* EXERCISE INSTRUCTIONS *
Range to output from the entries below: the line containing "pub fn is_partial(&self)" through the line containing "use crate::domain::entities::access_token::TokenStatus;". Set it down exactly, ends included, nothing else.

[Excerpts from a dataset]
★ ★ ★ ★ ★
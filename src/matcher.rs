use crate::fill::Fill;
use crate::order::book::{Book, Depth, Error};
use crate::order::{Order, OrderId, Price, Side, Size, Timestamp};
use tracing::{debug, trace};

/// A thin orchestrator over an order book that:
/// - validates incoming parameters before any book mutation,
/// - forwards accepted operations to the underlying book,
/// - and emits structured log events for accepted operations.
///
/// All matching happens synchronously inside the call; the matcher holds no
/// state of its own beyond the book.
pub struct Matcher<T: Book> {
    book: T,
}

impl<T: Book + Default> Default for Matcher<T> {
    fn default() -> Self {
        Matcher::new(T::default())
    }
}

impl<T: Book> Matcher<T> {
    /// Create a new matcher around the given book.
    pub fn new(book: T) -> Self {
        Self { book }
    }

    /// Insert a new limit order and return the fills it produced, in the
    /// order they occurred.
    ///
    /// The order matches against the opposite side at the maker's resting
    /// prices while its limit crosses; any remainder rests at the limit
    /// price. An empty fill list means the order rested untouched.
    ///
    /// Fails fast without touching the book on an empty id, a zero price or
    /// size, a negative timestamp, or an id that is already resting.
    pub fn insert(
        &mut self,
        id: OrderId,
        side: Side,
        price: Price,
        size: Size,
        timestamp: Timestamp,
    ) -> Result<Vec<Fill>, Error> {
        if id.is_empty() {
            return Err(Error::EmptyOrderId);
        }
        if price == 0 {
            return Err(Error::InvalidPrice);
        }
        if size == 0 {
            return Err(Error::InvalidSize);
        }
        if timestamp < 0 {
            return Err(Error::InvalidTimestamp(timestamp));
        }

        debug!(order_id = %id, side = ?side, price, size, "inserting order");
        let order = Order::new(id, side, price, size, timestamp);
        let fills = self.book.insert(order)?;

        for fill in &fills {
            trace!(
                taker = %fill.taker_order_id,
                maker = %fill.maker_order_id,
                price = fill.price,
                size = fill.size,
                "fill"
            );
        }

        Ok(fills)
    }

    /// Cancel a resting order by id.
    ///
    /// Returns `Ok(true)` if the order was resting and has been removed, and
    /// `Ok(false)` for an id that is not currently resting (never inserted,
    /// fully filled, or already cancelled). Only an empty id is an error.
    pub fn cancel(&mut self, id: &str) -> Result<bool, Error> {
        if id.is_empty() {
            return Err(Error::EmptyOrderId);
        }

        let cancelled = self.book.cancel(id);
        debug!(order_id = id, cancelled = cancelled.is_some(), "cancel");
        Ok(cancelled.is_some())
    }

    /// Get aggregated depth up to `limit` levels per side.
    pub fn depth(&self, limit: usize) -> Depth {
        self.book.depth(limit)
    }

    /// Lookup a resting order by id.
    pub fn lookup(&self, id: &str) -> Option<&Order> {
        self.book.lookup(id)
    }

    /// Highest resting bid price, if any.
    pub fn best_bid(&self) -> Option<Price> {
        self.book.best_bid()
    }

    /// Lowest resting ask price, if any.
    pub fn best_ask(&self) -> Option<Price> {
        self.book.best_ask()
    }

    /// Distance between the best ask and the best bid. `None` while either
    /// side is empty.
    pub fn spread(&self) -> Option<u64> {
        self.book.spread()
    }

    /// Number of resting orders across both sides.
    pub fn order_count(&self) -> usize {
        self.book.order_count()
    }

    /// True when no orders rest on either side.
    pub fn is_empty(&self) -> bool {
        self.book.order_count() == 0
    }
}
//! Order book implementation backed by BTreeMap price levels.
//!
//! This module provides a price-time priority limit order book using two
//! BTreeMaps (bids iterated descending, asks ascending). Each price level
//! maintains a FIFO queue of orders via indices into a Slab, avoiding frequent
//! allocations and allowing O(1) removal within a level. An incoming order is
//! matched on insertion by walking the opposite side from the best price while
//! its limit still crosses; whatever remains rests at its limit price.

use crate::fill::Fill;
use crate::order::book::{Book, Depth, DepthItem, Error};
use crate::order::{Order, OrderId, Price, Side};
use slab::Slab;
use std::cmp;
use std::collections::{BTreeMap, HashMap};

/// Aggregated state for a single price level.
///
/// Keeps the head/tail of a doubly-linked list of orders (by slab index), as
/// well as cumulative size and order count for quick depth queries. A level is
/// removed from its book the moment it becomes empty.
#[derive(Debug, Default)]
struct PriceLevel {
    head: Option<usize>,
    tail: Option<usize>,
    total_size: u64,
    total_orders: usize,
}

impl PriceLevel {
    /// Append an order node to the back of the level's FIFO queue and update
    /// aggregates. The `idx` must reference a valid entry in `orders`.
    fn push(&mut self, orders: &mut Slab<OrderNode>, idx: usize) {
        match self.tail {
            Some(tail) => {
                orders[tail].next = Some(idx);
                orders[idx].prev = Some(tail);
                self.tail = Some(idx);
            }
            None => {
                self.head = Some(idx);
                self.tail = Some(idx);
                orders[idx].prev = None;
            }
        }

        self.total_size += orders[idx].order.remaining();
        self.total_orders += 1;
    }

    /// Unlink a specific order node from the level's queue and update
    /// aggregates. The node must be currently linked in this level.
    fn remove(&mut self, orders: &mut Slab<OrderNode>, idx: usize) {
        let prev = orders[idx].prev;
        let next = orders[idx].next;

        if let Some(p) = prev {
            orders[p].next = next;
        } else {
            self.head = next;
        }
        if let Some(n) = next {
            orders[n].prev = prev;
        } else {
            self.tail = prev;
        }
        self.total_orders -= 1;
        self.total_size -= orders[idx].order.remaining();
        orders[idx].prev = None;
        orders[idx].next = None;
    }
}

/// Node representing an individual order stored in a slab and linked within a
/// price level's FIFO queue.
#[derive(Debug, Clone)]
struct OrderNode {
    order: Order,
    next: Option<usize>,
    prev: Option<usize>,
}

/// BTreeMap-backed order book implementing price-time priority.
///
/// The slab is the single owner of every resting order; levels hold queue
/// links and the id index holds slab keys, so an order can never be reachable
/// from the index without also being linked in exactly one level.
#[derive(Debug, Default)]
pub struct TreeMap {
    bids: BTreeMap<Price, PriceLevel>,
    asks: BTreeMap<Price, PriceLevel>,
    orders: Slab<OrderNode>,
    order_index: HashMap<OrderId, usize>,
}

impl TreeMap {
    /// Create a new, empty TreeMap order book.
    pub fn new() -> Self {
        TreeMap::default()
    }

    fn side_book(&self, side: Side) -> &BTreeMap<Price, PriceLevel> {
        match side {
            Side::Buy => &self.bids,
            Side::Sell => &self.asks,
        }
    }

    /// Best price on `side` that an incoming `taker` may still trade with,
    /// or None once the book no longer crosses its limit.
    fn best_crossing_price(&self, taker: &Order) -> Option<Price> {
        match taker.side {
            Side::Buy => self
                .asks
                .keys()
                .next()
                .copied()
                .filter(|price| *price <= taker.price),
            Side::Sell => self
                .bids
                .keys()
                .next_back()
                .copied()
                .filter(|price| *price >= taker.price),
        }
    }

    /// Match `taker` against resting liquidity, best price first, FIFO within
    /// each level. Fills are appended in the order they occur.
    fn execute(&mut self, taker: &mut Order) -> Vec<Fill> {
        let mut fills = Vec::new();
        while taker.remaining() > 0 {
            let Some(level_price) = self.best_crossing_price(taker) else {
                break;
            };
            self.drain_level(taker, level_price, &mut fills);
        }
        fills
    }

    /// Consume makers from the head of the level at `price` opposite the
    /// taker, until the taker is exhausted or the level empties (and is
    /// pruned).
    fn drain_level(&mut self, taker: &mut Order, price: Price, fills: &mut Vec<Fill>) {
        let maker_side = taker.side.opposite();
        while taker.remaining() > 0 {
            let Some(head) = self
                .side_book(maker_side)
                .get(&price)
                .and_then(|level| level.head)
            else {
                break;
            };

            let size = cmp::min(taker.remaining(), self.orders[head].order.remaining());
            fills.push(Fill {
                taker_order_id: taker.id.clone(),
                maker_order_id: self.orders[head].order.id.clone(),
                price,
                size,
                timestamp: taker.timestamp,
            });

            taker.executed += size;
            self.orders[head].order.executed += size;
            let level = match maker_side {
                Side::Buy => self.bids.get_mut(&price),
                Side::Sell => self.asks.get_mut(&price),
            };
            level.expect("crossing level exists while draining").total_size -= size;

            if self.orders[head].order.remaining() == 0 {
                self.remove_resting(head);
            }
        }
    }

    /// Rest an order with remaining size on its own side at its limit price,
    /// creating the level if absent, and register it in the id index.
    fn rest(&mut self, order: Order) {
        let side = order.side;
        let price = order.price;

        let idx = self.orders.insert(OrderNode {
            order,
            next: None,
            prev: None,
        });
        self.order_index.insert(self.orders[idx].order.id.clone(), idx);

        let level = match side {
            Side::Buy => self.bids.entry(price).or_default(),
            Side::Sell => self.asks.entry(price).or_default(),
        };
        level.push(&mut self.orders, idx);
    }

    /// Remove an order (by slab index) from its price level and delete it
    /// from the book, pruning the level if it became empty.
    fn remove_resting(&mut self, idx: usize) -> Order {
        let side = self.orders[idx].order.side;
        let price = self.orders[idx].order.price;

        let level = match side {
            Side::Buy => self.bids.get_mut(&price),
            Side::Sell => self.asks.get_mut(&price),
        };
        let level = level.expect("resting order has a level");
        level.remove(&mut self.orders, idx);
        if level.total_orders == 0 {
            match side {
                Side::Buy => self.bids.remove(&price),
                Side::Sell => self.asks.remove(&price),
            };
        }

        let node = self.orders.remove(idx);
        self.order_index.remove(&node.order.id);
        node.order
    }
}

impl Book for TreeMap {
    /// Match an incoming order and rest any remainder at its limit price.
    fn insert(&mut self, order: Order) -> Result<Vec<Fill>, Error> {
        // A resting duplicate would shadow the original in the index, so the
        // check must precede any matching.
        if self.order_index.contains_key(&order.id) {
            return Err(Error::OrderIdExists(order.id));
        }

        let mut taker = order;
        let fills = self.execute(&mut taker);
        if taker.remaining() > 0 {
            self.rest(taker);
        }
        Ok(fills)
    }

    /// Remove a resting order by id. Never touches the opposite book.
    fn cancel(&mut self, id: &str) -> Option<Order> {
        let idx = *self.order_index.get(id)?;
        Some(self.remove_resting(idx))
    }

    /// Return a snapshot of top-of-book depth up to `limit` levels per side.
    fn depth(&self, limit: usize) -> Depth {
        Depth {
            bids: self
                .bids
                .iter()
                .rev()
                .take(limit)
                .map(|(price, level)| DepthItem {
                    price: *price,
                    size: level.total_size,
                })
                .collect(),
            asks: self
                .asks
                .iter()
                .take(limit)
                .map(|(price, level)| DepthItem {
                    price: *price,
                    size: level.total_size,
                })
                .collect(),
        }
    }

    fn lookup(&self, id: &str) -> Option<&Order> {
        let idx = self.order_index.get(id)?;
        Some(&self.orders[*idx].order)
    }

    fn best_bid(&self) -> Option<Price> {
        self.bids.keys().next_back().copied()
    }

    fn best_ask(&self) -> Option<Price> {
        self.asks.keys().next().copied()
    }

    fn order_count(&self) -> usize {
        self.orders.len()
    }
}
#![deny(clippy::all)]

pub mod fill;
pub mod matcher;
pub mod order;

pub use fill::Fill;
pub use matcher::Matcher;
pub use order::book::tree_map::TreeMap;
pub use order::book::{Book, Depth, DepthItem, Error};
pub use order::{Order, OrderId, Price, Side, Size, Timestamp};
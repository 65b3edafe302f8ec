use serde::{Deserialize, Serialize};

/// Side of the book an order belongs to.
#[derive(Debug, Copy, Clone, PartialEq, Eq, Hash, Serialize, Deserialize)]
pub enum Side {
    Buy,
    Sell,
}

impl Side {
    /// The side an incoming order of this side matches against.
    pub fn opposite(self) -> Self {
        match self {
            Side::Buy => Side::Sell,
            Side::Sell => Side::Buy,
        }
    }
}

/// Caller-assigned order identifier. Must be non-empty and unique among
/// resting orders.
pub type OrderId = String;
pub type Price = u64; // ticks
pub type Size = u64; // lots
/// Caller-supplied event time. Signed so that negative inputs can be rejected
/// at the boundary instead of wrapping.
pub type Timestamp = i64;

/// A limit order. Identity, side, price, and timestamp never change after
/// creation; only the executed amount grows as the order fills.
#[derive(Debug, Clone, Serialize, Deserialize)]
pub struct Order {
    pub id: OrderId,
    pub side: Side,
    pub price: Price,
    /// Original size at insertion.
    pub size: Size,
    /// Amount filled so far. Never exceeds `size`.
    pub executed: Size,
    pub timestamp: Timestamp,
}

impl Order {
    pub fn new(id: OrderId, side: Side, price: Price, size: Size, timestamp: Timestamp) -> Self {
        Order {
            id,
            side,
            price,
            size,
            executed: 0,
            timestamp,
        }
    }

    pub fn remaining(&self) -> Size {
        self.size - self.executed
    }
}

pub mod book;
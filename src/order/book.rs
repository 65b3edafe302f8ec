//! Order book trait and shared types.
//!
//! This module defines the minimal interface expected from an order book
//! implementation, the common types used to represent market depth, and the
//! validation errors surfaced to callers.

pub mod tree_map;

use crate::fill::Fill;
use crate::order::{Order, OrderId, Price, Size, Timestamp};
use serde::{Deserialize, Serialize};
use thiserror::Error;

/// Aggregated depth at a single price level.
#[derive(Debug, Copy, Clone, PartialEq, Eq, Serialize, Deserialize)]
pub struct DepthItem {
    /// Price level.
    pub price: Price,
    /// Total remaining size at this price level.
    pub size: Size,
}

/// A snapshot of the best price levels on both sides of the book.
#[derive(Debug, Clone, Serialize, Deserialize)]
pub struct Depth {
    /// Best bids in descending price order.
    pub bids: Vec<DepthItem>,
    /// Best asks in ascending price order.
    pub asks: Vec<DepthItem>,
}

/// Validation errors. Every variant leaves the engine state untouched.
#[derive(Error, Debug, Clone, PartialEq, Eq)]
pub enum Error {
    #[error("order id cannot be empty")]
    /// Insert or cancel called with an empty order id.
    EmptyOrderId,
    #[error("order price must be a positive number of ticks")]
    /// Insert called with a zero price.
    InvalidPrice,
    #[error("order size must be a positive number of lots")]
    /// Insert called with a zero size.
    InvalidSize,
    #[error("order timestamp cannot be negative, got {0}")]
    /// Insert called with a negative timestamp.
    InvalidTimestamp(Timestamp),
    #[error("another order with id {0:?} is already resting")]
    /// Insert called with an id that is currently resting in the book.
    OrderIdExists(OrderId),
}

/// The core order book interface. Implementors must provide insertion with
/// immediate matching, cancellation, depth, and lookup of resting orders.
pub trait Book {
    /// Insert a new order. The order is matched against the opposite side
    /// first; any remainder rests at its limit price. Returns the fills in
    /// the order they occurred, or an error if the id is already resting
    /// (in which case the book is unchanged).
    fn insert(&mut self, order: Order) -> Result<Vec<Fill>, Error>;
    /// Remove a resting order by id, returning it. `None` if no order with
    /// that id is resting.
    fn cancel(&mut self, id: &str) -> Option<Order>;
    /// Returns a depth snapshot for the requested number of price levels per
    /// side.
    fn depth(&self, limit: usize) -> Depth;
    /// Gets a resting order by its id.
    fn lookup(&self, id: &str) -> Option<&Order>;
    /// Highest resting bid price, if any.
    fn best_bid(&self) -> Option<Price>;
    /// Lowest resting ask price, if any.
    fn best_ask(&self) -> Option<Price>;
    /// Number of resting orders across both sides.
    fn order_count(&self) -> usize;

    /// Distance between the best ask and the best bid. `None` while either
    /// side is empty.
    fn spread(&self) -> Option<u64> {
        match (self.best_bid(), self.best_ask()) {
            (Some(bid), Some(ask)) => ask.checked_sub(bid),
            _ => None,
        }
    }
}
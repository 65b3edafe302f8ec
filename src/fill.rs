//! Fill events produced by the matching engine.
//!
//! A Fill links the incoming (taker) order to one resting (maker) order it
//! executed against, along with the execution price and size. Fills are
//! emitted in the exact order matches occur and are never stored by the
//! engine.

use crate::order;
use serde::{Deserialize, Serialize};

/// A single execution between an incoming order and a resting order.
#[derive(Debug, Clone, PartialEq, Eq, Serialize, Deserialize)]
pub struct Fill {
    /// The incoming order that triggered the match.
    pub taker_order_id: order::OrderId,
    /// The resting order that provided liquidity.
    pub maker_order_id: order::OrderId,
    /// Execution price. Always the maker's resting price, not the taker's
    /// limit.
    pub price: order::Price,
    /// Executed size for this fill. Always positive.
    pub size: order::Size,
    /// The taker's timestamp at insert time.
    pub timestamp: order::Timestamp,
}
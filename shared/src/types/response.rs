//! API response types and wrappers

use chrono::{DateTime, Utc};
use serde::{Deserialize, Serialize};

/// Standard API response wrapper
#[derive(Debug, Clone, Serialize, Deserialize)]
pub struct ApiResponse<T> {
    /// Whether the request was successful
    pub success: bool,

    /// Response data (present on success)
    #[serde(skip_serializing_if = "Option::is_none")]
    pub data: Option<T>,

    /// Short human-readable summary
    pub message: String,

    /// Response timestamp
    pub timestamp: DateTime<Utc>,
}

impl<T> ApiResponse<T> {
    /// Create a successful response
    pub fn success(data: T, message: impl Into<String>) -> Self {
        Self {
            success: true,
            data: Some(data),
            message: message.into(),
            timestamp: Utc::now(),
        }
    }

    /// Extract the data, consuming the response
    pub fn into_data(self) -> Option<T> {
        self.data
    }
}

impl ApiResponse<()> {
    /// Create a successful response without payload
    pub fn empty(message: impl Into<String>) -> Self {
        Self {
            success: true,
            data: None,
            message: message.into(),
            timestamp: Utc::now(),
        }
    }
}

/// Batch operation summary
#[derive(Debug, Clone, Copy, PartialEq, Eq, Default, Serialize, Deserialize)]
pub struct BatchSummary {
    /// Total items processed
    pub total: usize,

    /// Number of successful items
    pub successful: usize,

    /// Number of failed items
    pub failed: usize,
}

impl BatchSummary {
    /// True when at least one item failed and at least one succeeded
    pub fn is_partial(&self) -> bool {
        self.successful > 0 && self.failed > 0
    }
}

/// Health check response
#[derive(Debug, Clone, Serialize, Deserialize)]
pub struct HealthResponse {
    pub status: String,
    pub service: String,
    pub version: String,
    pub timestamp: DateTime<Utc>,
}
//! Guardian-facing token validation and consumption

use std::collections::HashMap;
use std::sync::Arc;

use gp_shared::utils::mask_token;
use uuid::Uuid;

use crate::domain::entities::access_token::TokenStatus;
use crate::domain::value_objects::student_view::{GuardianReport, StudentRecord};
use crate::errors::{DomainError, TokenError, ValidationError};
use crate::repositories::{StudentRepository, SubjectRepository, TokenRepository};
use crate::services::clock::Clock;

/// Checks a presented token and, on first use, consumes it
///
/// A token is good for exactly one successful read. Repeated reads of a Used
/// token are rejected as gone.
pub struct TokenValidator {
    tokens: Arc<dyn TokenRepository>,
    students: Arc<dyn StudentRepository>,
    subjects: Arc<dyn SubjectRepository>,
    clock: Arc<dyn Clock>,
}

impl TokenValidator {
    pub fn new(
        tokens: Arc<dyn TokenRepository>,
        students: Arc<dyn StudentRepository>,
        subjects: Arc<dyn SubjectRepository>,
        clock: Arc<dyn Clock>,
    ) -> Self {
        Self {
            tokens,
            students,
            subjects,
            clock,
        }
    }

    /// Validate a presented token value and return the guardian report
    ///
    /// # Returns
    ///
    /// * `Ok(GuardianReport)` - The token was Active and this call consumed it
    /// * `Err(ValidationError)` - No token value was presented
    /// * `Err(TokenError::Unknown)` - No such token (malformed values included)
    /// * `Err(TokenError::Gone)` - Expired, revoked, already used, or lost a concurrent race
    pub async fn validate(&self, presented: &str) -> Result<GuardianReport, DomainError> {
        let value = presented.trim();
        if value.is_empty() {
            return Err(ValidationError::RequiredField {
                field: "token".to_string(),
            }
            .into());
        }

        let now = self.clock.now();
        let swept = self.tokens.expire_stale(now).await?;
        if swept > 0 {
            tracing::debug!(swept, "Expired stale guardian tokens");
        }

        let token = self
            .tokens
            .find_by_value(value)
            .await?
            .ok_or(TokenError::Unknown)?;

        // Stored status alone is not trusted; expiry is re-checked against the clock
        match token.effective_status(now) {
            TokenStatus::Active => {}
            status => {
                tracing::info!(
                    token_id = %token.id,
                    token = %mask_token(value),
                    status = %status,
                    "Rejected guardian token"
                );
                return Err(TokenError::Gone.into());
            }
        }

        let student = self
            .students
            .find_by_id(token.student_id)
            .await?
            .ok_or_else(|| DomainError::NotFound {
                resource: "student".to_string(),
            })?;

        let subject_ids: Vec<Uuid> = student
            .semesters
            .iter()
            .flat_map(|s| s.subjects.iter().map(|p| p.subject_id))
            .collect();
        let catalogue: HashMap<_, _> = self
            .subjects
            .find_by_ids(&subject_ids)
            .await?
            .into_iter()
            .map(|s| (s.id, s))
            .collect();

        if !self.tokens.mark_used(token.id, now).await? {
            tracing::warn!(
                token_id = %token.id,
                token = %mask_token(value),
                "Guardian token consumed concurrently"
            );
            return Err(TokenError::Gone.into());
        }

        tracing::info!(
            token_id = %token.id,
            student_id = %student.id,
            "Guardian token consumed"
        );

        Ok(GuardianReport {
            student: StudentRecord::resolve(&student, &catalogue),
            semester: token.semester,
            delivery_channel: token.delivery_channel,
            accessed_at: now,
        })
    }
}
★ ★ ★ ★ ★
* RESULT OF THE TASK *
    pub fn is_partial(&self) -> bool {
        self.successful > 0 && self.failed > 0
    }
}

/// Health check response
#[derive(Debug, Clone, Serialize, Deserialize)]
pub struct HealthResponse {
    pub status: String,
    pub service: String,
    pub version: String,
    pub timestamp: DateTime<Utc>,
}
//! Guardian-facing token validation and consumption

use std::collections::HashMap;
use std::sync::Arc;

use gp_shared::utils::mask_token;
use uuid::Uuid;

use crate::domain::entities::access_token::TokenStatus;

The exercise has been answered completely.